[Saved data entries]
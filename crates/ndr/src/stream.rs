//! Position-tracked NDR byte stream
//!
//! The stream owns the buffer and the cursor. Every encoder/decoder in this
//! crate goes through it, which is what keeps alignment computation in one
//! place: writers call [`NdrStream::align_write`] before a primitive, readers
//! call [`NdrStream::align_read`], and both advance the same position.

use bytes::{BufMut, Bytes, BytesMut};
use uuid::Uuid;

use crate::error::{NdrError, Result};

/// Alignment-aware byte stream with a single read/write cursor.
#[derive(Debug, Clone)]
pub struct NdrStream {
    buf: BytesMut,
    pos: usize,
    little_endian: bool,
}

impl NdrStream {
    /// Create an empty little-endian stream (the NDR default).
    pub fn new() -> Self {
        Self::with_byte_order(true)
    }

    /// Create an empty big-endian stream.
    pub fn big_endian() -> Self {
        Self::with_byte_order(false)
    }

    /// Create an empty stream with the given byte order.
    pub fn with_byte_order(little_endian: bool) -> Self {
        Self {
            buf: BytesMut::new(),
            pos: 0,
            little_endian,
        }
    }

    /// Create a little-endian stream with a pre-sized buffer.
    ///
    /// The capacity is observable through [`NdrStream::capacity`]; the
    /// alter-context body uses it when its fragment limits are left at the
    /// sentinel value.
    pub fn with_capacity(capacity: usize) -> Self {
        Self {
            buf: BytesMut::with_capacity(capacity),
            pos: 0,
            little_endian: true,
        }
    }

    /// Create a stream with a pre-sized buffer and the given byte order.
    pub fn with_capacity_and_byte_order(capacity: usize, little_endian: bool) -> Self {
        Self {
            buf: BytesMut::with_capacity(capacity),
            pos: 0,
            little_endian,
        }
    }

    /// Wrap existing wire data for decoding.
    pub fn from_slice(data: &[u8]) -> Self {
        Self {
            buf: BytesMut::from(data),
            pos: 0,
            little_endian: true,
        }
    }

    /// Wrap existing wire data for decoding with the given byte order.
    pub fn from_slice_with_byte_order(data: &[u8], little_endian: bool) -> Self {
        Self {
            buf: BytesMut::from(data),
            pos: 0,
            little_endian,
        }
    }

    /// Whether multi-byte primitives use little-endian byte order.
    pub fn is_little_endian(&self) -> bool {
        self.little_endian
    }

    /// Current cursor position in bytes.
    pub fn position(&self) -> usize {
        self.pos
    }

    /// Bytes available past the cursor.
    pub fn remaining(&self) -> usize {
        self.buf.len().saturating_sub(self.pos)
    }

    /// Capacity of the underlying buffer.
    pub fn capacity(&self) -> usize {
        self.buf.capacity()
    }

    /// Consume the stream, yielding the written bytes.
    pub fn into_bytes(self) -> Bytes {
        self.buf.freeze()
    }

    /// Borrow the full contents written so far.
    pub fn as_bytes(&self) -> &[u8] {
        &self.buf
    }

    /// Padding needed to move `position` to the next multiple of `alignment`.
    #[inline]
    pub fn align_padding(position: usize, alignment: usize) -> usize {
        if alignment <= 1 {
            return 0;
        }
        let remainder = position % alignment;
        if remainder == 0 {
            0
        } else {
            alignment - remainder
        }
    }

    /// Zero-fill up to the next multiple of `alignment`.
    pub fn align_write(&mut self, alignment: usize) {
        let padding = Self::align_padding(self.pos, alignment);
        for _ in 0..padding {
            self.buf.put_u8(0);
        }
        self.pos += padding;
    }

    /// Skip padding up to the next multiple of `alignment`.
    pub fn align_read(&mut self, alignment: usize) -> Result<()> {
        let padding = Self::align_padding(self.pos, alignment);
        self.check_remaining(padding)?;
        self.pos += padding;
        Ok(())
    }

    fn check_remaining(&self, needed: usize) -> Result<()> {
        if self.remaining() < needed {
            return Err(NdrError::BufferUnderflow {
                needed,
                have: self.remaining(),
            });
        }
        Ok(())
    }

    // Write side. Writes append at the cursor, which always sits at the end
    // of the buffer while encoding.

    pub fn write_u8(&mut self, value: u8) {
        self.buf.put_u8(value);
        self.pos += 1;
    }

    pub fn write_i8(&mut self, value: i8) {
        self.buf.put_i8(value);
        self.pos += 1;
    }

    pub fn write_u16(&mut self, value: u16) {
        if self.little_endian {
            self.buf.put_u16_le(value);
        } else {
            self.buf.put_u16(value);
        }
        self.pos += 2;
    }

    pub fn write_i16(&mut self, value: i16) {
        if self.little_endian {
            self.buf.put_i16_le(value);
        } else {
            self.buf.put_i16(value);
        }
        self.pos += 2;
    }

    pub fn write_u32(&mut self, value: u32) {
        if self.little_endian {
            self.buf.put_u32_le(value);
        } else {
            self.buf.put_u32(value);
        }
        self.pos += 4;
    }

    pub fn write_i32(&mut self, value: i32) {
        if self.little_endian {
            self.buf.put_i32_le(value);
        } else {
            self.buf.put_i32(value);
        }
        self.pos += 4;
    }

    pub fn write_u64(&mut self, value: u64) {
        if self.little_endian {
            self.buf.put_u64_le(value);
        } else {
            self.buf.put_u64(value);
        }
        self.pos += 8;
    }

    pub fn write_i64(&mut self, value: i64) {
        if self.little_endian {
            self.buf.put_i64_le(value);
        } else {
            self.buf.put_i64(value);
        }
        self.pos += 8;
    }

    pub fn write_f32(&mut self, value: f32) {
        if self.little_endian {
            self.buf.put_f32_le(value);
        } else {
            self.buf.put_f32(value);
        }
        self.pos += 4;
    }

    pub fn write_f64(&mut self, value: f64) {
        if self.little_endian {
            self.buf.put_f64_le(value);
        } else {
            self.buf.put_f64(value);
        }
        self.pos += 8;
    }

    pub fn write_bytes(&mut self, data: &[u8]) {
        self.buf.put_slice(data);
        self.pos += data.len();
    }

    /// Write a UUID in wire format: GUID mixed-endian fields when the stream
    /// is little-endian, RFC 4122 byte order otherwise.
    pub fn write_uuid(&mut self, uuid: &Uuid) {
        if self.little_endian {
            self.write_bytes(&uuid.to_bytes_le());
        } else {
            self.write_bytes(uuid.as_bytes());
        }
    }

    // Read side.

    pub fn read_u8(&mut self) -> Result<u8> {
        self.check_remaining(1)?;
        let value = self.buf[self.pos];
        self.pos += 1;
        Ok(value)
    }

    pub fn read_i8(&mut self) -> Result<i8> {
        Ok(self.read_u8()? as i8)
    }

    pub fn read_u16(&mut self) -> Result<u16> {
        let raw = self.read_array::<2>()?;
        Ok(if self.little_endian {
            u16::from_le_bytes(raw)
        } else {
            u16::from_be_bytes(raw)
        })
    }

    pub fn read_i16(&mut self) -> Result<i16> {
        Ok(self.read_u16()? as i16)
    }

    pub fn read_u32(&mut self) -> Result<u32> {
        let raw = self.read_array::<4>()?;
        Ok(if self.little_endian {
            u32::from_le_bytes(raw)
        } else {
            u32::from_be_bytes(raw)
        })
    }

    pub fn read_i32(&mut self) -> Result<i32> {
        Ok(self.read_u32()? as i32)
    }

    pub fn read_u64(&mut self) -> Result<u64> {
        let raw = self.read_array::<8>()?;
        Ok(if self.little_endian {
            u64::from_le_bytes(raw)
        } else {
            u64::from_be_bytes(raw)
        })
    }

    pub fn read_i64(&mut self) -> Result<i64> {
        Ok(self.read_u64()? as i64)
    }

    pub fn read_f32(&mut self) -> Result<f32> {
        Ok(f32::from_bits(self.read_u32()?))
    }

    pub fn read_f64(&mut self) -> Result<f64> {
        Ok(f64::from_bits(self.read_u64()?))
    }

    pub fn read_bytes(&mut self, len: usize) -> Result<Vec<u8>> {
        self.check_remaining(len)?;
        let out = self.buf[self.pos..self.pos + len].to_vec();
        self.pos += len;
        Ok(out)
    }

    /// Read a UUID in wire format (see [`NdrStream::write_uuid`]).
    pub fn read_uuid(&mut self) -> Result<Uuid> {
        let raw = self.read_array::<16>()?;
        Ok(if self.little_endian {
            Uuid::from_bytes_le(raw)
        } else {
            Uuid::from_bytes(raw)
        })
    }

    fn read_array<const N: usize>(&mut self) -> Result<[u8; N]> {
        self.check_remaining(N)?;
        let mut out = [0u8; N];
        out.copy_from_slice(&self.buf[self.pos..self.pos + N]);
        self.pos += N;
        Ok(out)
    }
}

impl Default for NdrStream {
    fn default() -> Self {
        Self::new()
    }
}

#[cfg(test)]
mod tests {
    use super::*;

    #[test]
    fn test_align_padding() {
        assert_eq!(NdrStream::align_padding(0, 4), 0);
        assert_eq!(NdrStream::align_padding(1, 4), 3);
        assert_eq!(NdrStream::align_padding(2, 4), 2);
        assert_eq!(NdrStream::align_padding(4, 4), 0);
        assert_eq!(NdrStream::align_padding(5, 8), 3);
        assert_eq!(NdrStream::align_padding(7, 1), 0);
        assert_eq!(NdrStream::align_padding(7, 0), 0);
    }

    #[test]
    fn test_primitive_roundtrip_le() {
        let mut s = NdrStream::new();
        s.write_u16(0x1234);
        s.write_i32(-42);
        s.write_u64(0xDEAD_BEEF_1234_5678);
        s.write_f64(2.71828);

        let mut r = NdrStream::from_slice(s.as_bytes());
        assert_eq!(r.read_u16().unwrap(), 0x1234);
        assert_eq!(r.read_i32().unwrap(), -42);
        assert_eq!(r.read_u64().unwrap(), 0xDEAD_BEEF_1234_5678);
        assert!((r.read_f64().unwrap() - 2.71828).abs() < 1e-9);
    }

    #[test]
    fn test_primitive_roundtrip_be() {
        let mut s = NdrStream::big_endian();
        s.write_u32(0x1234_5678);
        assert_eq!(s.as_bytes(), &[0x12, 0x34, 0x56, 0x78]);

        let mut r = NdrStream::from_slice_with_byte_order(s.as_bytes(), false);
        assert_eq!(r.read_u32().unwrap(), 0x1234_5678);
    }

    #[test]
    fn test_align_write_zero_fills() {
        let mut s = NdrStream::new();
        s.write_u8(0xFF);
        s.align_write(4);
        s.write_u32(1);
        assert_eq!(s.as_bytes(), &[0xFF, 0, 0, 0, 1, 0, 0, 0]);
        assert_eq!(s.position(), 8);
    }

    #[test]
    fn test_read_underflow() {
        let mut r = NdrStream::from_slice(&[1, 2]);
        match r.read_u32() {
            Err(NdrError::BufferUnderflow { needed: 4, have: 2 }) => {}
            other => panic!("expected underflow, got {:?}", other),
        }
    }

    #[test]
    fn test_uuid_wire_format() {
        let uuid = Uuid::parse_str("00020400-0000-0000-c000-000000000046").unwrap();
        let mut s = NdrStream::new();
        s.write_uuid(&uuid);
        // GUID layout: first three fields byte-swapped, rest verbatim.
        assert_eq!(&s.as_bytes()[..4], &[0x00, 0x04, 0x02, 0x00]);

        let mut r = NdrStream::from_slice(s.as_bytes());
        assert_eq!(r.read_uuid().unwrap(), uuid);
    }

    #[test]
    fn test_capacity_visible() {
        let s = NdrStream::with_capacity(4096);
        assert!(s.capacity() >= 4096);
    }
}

--

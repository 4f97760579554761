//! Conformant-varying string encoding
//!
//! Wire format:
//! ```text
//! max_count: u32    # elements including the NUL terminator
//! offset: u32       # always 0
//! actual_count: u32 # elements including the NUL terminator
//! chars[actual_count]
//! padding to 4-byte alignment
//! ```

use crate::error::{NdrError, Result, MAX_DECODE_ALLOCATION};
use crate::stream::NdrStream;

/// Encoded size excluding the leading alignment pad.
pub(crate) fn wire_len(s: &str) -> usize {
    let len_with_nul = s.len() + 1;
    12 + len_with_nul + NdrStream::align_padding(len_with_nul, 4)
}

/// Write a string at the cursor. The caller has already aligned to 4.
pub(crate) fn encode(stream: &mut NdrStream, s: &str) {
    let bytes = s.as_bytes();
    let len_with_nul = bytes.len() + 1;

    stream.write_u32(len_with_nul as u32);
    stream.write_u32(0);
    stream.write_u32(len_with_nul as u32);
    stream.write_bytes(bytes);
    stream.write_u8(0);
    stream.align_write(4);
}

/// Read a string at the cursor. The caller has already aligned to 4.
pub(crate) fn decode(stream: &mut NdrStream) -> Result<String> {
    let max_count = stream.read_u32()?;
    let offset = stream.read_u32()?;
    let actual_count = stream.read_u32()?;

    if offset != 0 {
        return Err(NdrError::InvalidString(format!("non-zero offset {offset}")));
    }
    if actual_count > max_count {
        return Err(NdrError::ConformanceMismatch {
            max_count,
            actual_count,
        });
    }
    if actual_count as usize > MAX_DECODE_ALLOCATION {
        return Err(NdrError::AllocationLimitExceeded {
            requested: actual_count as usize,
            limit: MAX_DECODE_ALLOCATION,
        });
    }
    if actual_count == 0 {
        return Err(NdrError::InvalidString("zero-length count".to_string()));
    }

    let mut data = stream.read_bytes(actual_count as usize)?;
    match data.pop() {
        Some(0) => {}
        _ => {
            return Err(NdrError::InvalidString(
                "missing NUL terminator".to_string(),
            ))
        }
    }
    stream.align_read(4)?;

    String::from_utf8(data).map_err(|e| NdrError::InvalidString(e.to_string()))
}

#### ASSIGNMENT
Each line that contains the string "offset" should be copied from the data above.

#### RESULT
//! offset: u32       # always 0
    let offset = stream.read_u32()?;
    if offset != 0 {
        return Err(NdrError::InvalidString(format!("non-zero offset {offset}")));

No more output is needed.